§ **Task**
Write out the data exactly, keeping every line.

§ **Dataset records**
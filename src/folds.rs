// Cross-validation folds

use crate::error::{Error, Result};

use rand::seq::SliceRandom;
use rand::Rng;

/// How observations are split into cross-validation folds.
#[derive(Debug, Clone, PartialEq)]
pub enum KFold {
    /// Random partition into this many folds, redrawn at every sweep.
    Count(usize),
    /// One fold label per observation; each distinct value is a fold.
    Labels(Vec<i64>),
}

impl KFold {
    /// Checks the configuration against the number of observations.
    pub fn validate(&self, n_items: usize) -> Result<()> {
        match self {
            KFold::Count(n_folds) => {
                if *n_folds == 0 || *n_folds > n_items {
                    Err(Error::InvalidFoldCount {
                        n_folds: *n_folds,
                        n_items,
                    })
                } else {
                    Ok(())
                }
            }
            KFold::Labels(labels) => {
                if labels.len() != n_items {
                    Err(Error::LengthMismatch {
                        what: "fold labels",
                        expected: n_items,
                        actual: labels.len(),
                    })
                } else {
                    Ok(())
                }
            }
        }
    }
}

/// Fold index of every observation; folds are `0..n_folds` and none is empty.
#[derive(Debug, Clone, PartialEq)]
pub struct Folds {
    fold_of: Vec<usize>,
    n_folds: usize,
}

impl Folds {
    pub fn new<R: Rng>(kfold: &KFold, n_items: usize, rng: &mut R) -> Result<Self> {
        match kfold {
            KFold::Count(n_folds) => Self::random(*n_folds, n_items, rng),
            KFold::Labels(labels) => Self::from_labels(labels, n_items),
        }
    }

    /// Shuffles the items and cuts them into `n_folds` contiguous blocks whose sizes
    /// differ by at most one; the first `n_items % n_folds` blocks are the larger ones.
    pub fn random<R: Rng>(n_folds: usize, n_items: usize, rng: &mut R) -> Result<Self> {
        KFold::Count(n_folds).validate(n_items)?;
        let mut permutation: Vec<usize> = (0..n_items).collect();
        permutation.shuffle(rng);
        let small = n_items / n_folds;
        let n_large = n_items % n_folds;
        let mut fold_of = vec![0; n_items];
        let mut start = 0;
        for fold in 0..n_folds {
            let size = if fold < n_large { small + 1 } else { small };
            for &item in &permutation[start..start + size] {
                fold_of[item] = fold;
            }
            start += size;
        }
        Ok(Self { fold_of, n_folds })
    }

    /// Folds numbered by the rank of each distinct label.
    pub fn from_labels(labels: &[i64], n_items: usize) -> Result<Self> {
        KFold::Labels(labels.to_vec()).validate(n_items)?;
        let mut distinct = labels.to_vec();
        distinct.sort_unstable();
        distinct.dedup();
        let fold_of = labels
            .iter()
            .map(|label| distinct.binary_search(label).unwrap_or_default())
            .collect();
        Ok(Self {
            fold_of,
            n_folds: distinct.len(),
        })
    }

    pub fn n_folds(&self) -> usize {
        self.n_folds
    }

    pub fn n_items(&self) -> usize {
        self.fold_of.len()
    }

    pub fn fold_of(&self, item: usize) -> usize {
        self.fold_of[item]
    }

    /// Held-out and training items of `fold`, each in increasing order.
    pub fn split(&self, fold: usize) -> (Vec<usize>, Vec<usize>) {
        (0..self.fold_of.len()).partition(|&item| self.fold_of[item] == fold)
    }
}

§ **Solved problem**
filename src/folds.rs
// Cross-validation folds

use crate::error::{Error, Result};

use rand::seq::SliceRandom;
use rand::Rng;

/// How observations are split into cross-validation folds.
#[derive(Debug, Clone, PartialEq)]
pub enum KFold {
    /// Random partition into this many folds, redrawn at every sweep.
    Count(usize),
    /// One fold label per observation; each distinct value is a fold.
    Labels(Vec<i64>),
}

impl KFold {
    /// Checks the configuration against the number of observations.
    pub fn validate(&self, n_items: usize) -> Result<()> {
        match self {
            KFold::Count(n_folds) => {
                if *n_folds == 0 || *n_folds > n_items {
                    Err(Error::InvalidFoldCount {
                        n_folds: *n_folds,
                        n_items,
                    })
                } else {
                    Ok(())
                }
            }
            KFold::Labels(labels) => {
                if labels.len() != n_items {
                    Err(Error::LengthMismatch {
                        what: "fold labels",
                        expected: n_items,
                        actual: labels.len(),
                    })
                } else {
                    Ok(())
                }
            }
        }
    }
}

/// Fold index of every observation; folds are `0..n_folds` and none is empty.
#[derive(Debug, Clone, PartialEq)]
pub struct Folds {
    fold_of: Vec<usize>,
    n_folds: usize,
}

impl Folds {
    pub fn new<R: Rng>(kfold: &KFold, n_items: usize, rng: &mut R) -> Result<Self> {
        match kfold {
            KFold::Count(n_folds) => Self::random(*n_folds, n_items, rng),
            KFold::Labels(labels) => Self::from_labels(labels, n_items),
        }
    }

    /// Shuffles the items and cuts them into `n_folds` contiguous blocks whose sizes
    /// differ by at most one; the first `n_items % n_folds` blocks are the larger ones.
    pub fn random<R: Rng>(n_folds: usize, n_items: usize, rng: &mut R) -> Result<Self> {
        KFold::Count(n_folds).validate(n_items)?;
        let mut permutation: Vec<usize> = (0..n_items).collect();
        permutation.shuffle(rng);
        let small = n_items / n_folds;
        let n_large = n_items % n_folds;
        let mut fold_of = vec![0; n_items];
        let mut start = 0;
        for fold in 0..n_folds {
            let size = if fold < n_large { small + 1 } else { small };
            for &item in &permutation[start..start + size] {
                fold_of[item] = fold;
            }
            start += size;
        }
        Ok(Self { fold_of, n_folds })
    }

    /// Folds numbered by the rank of each distinct label.
    pub fn from_labels(labels: &[i64], n_items: usize) -> Result<Self> {
        KFold::Labels(labels.to_vec()).validate(n_items)?;
        let mut distinct = labels.to_vec();
        distinct.sort_unstable();
        distinct.dedup();
        let fold_of = labels
            .iter()
            .map(|label| distinct.binary_search(label).unwrap_or_default())
            .collect();
        Ok(Self {
            fold_of,
            n_folds: distinct.len(),
        })
    }

    pub fn n_folds(&self) -> usize {
        self.n_folds
    }

    pub fn n_items(&self) -> usize {
        self.fold_of.len()
    }

    pub fn fold_of(&self, item: usize) -> usize {
        self.fold_of[item]
    }

    /// Held-out and training items of `fold`, each in increasing order.
    pub fn split(&self, fold: usize) -> (Vec<usize>, Vec<usize>) {
        (0..self.fold_of.len()).partition(|&item| self.fold_of[item] == fold)
    }
}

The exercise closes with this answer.